About this exercise: Only the lines from the top of the following listing through the line with "let key_area = if" belong in your answer, exactly as written.

*** Begin section ***

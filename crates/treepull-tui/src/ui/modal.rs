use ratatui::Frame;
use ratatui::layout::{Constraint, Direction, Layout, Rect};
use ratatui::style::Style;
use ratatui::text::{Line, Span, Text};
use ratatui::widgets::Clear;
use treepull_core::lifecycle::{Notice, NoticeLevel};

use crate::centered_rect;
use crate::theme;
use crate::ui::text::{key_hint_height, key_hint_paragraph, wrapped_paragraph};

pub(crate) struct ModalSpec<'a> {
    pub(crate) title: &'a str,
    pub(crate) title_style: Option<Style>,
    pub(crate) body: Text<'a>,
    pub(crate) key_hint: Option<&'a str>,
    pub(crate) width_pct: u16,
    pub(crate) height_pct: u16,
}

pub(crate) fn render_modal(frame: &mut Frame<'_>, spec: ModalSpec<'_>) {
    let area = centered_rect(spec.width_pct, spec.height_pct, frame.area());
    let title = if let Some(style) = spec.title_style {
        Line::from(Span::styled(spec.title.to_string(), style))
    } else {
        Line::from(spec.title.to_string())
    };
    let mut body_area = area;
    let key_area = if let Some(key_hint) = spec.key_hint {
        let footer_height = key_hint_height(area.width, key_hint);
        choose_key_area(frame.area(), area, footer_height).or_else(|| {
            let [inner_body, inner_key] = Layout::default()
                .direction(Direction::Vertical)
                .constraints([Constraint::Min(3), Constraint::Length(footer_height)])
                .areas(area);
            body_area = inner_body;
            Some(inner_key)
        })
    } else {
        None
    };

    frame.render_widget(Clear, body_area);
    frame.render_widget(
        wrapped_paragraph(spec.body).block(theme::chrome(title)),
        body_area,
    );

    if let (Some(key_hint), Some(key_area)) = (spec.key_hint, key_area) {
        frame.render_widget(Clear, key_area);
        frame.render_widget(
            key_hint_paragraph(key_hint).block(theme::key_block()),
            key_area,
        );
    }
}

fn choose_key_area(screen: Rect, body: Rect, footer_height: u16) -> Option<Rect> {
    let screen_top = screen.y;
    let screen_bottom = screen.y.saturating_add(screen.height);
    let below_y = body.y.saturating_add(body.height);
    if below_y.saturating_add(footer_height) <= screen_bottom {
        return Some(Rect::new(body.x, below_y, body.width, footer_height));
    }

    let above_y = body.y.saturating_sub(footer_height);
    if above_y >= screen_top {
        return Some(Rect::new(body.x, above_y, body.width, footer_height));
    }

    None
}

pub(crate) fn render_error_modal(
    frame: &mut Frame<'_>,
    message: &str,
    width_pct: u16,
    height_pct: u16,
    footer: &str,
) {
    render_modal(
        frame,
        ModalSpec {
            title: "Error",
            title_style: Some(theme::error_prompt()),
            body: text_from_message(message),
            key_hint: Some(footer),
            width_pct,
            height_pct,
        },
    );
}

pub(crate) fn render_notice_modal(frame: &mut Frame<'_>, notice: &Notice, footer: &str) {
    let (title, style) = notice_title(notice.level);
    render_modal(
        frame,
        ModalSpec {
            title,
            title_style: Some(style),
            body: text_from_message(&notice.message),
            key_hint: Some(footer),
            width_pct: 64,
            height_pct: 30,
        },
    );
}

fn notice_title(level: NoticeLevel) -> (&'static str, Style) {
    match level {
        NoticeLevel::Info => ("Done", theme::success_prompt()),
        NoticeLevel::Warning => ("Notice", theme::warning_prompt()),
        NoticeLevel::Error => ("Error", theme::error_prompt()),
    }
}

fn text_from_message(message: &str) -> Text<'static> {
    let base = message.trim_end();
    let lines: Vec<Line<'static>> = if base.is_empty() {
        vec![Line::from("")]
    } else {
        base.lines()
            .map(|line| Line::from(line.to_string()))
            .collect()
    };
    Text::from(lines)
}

*** End section ***

Result:
filename crates/treepull-tui/src/ui/modal.rs
use ratatui::Frame;
use ratatui::layout::{Constraint, Direction, Layout, Rect};
use ratatui::style::Style;
use ratatui::text::{Line, Span, Text};
use ratatui::widgets::Clear;
use treepull_core::lifecycle::{Notice, NoticeLevel};

use crate::centered_rect;
use crate::theme;
use crate::ui::text::{key_hint_height, key_hint_paragraph, wrapped_paragraph};

pub(crate) struct ModalSpec<'a> {
    pub(crate) title: &'a str,
    pub(crate) title_style: Option<Style>,
    pub(crate) body: Text<'a>,
    pub(crate) key_hint: Option<&'a str>,
    pub(crate) width_pct: u16,
    pub(crate) height_pct: u16,
}

pub(crate) fn render_modal(frame: &mut Frame<'_>, spec: ModalSpec<'_>) {
    let area = centered_rect(spec.width_pct, spec.height_pct, frame.area());
    let title = if let Some(style) = spec.title_style {
        Line::from(Span::styled(spec.title.to_string(), style))
    } else {
        Line::from(spec.title.to_string())
    };
    let mut body_area = area;
    let key_area = if let Some(key_hint) = spec.key_hint {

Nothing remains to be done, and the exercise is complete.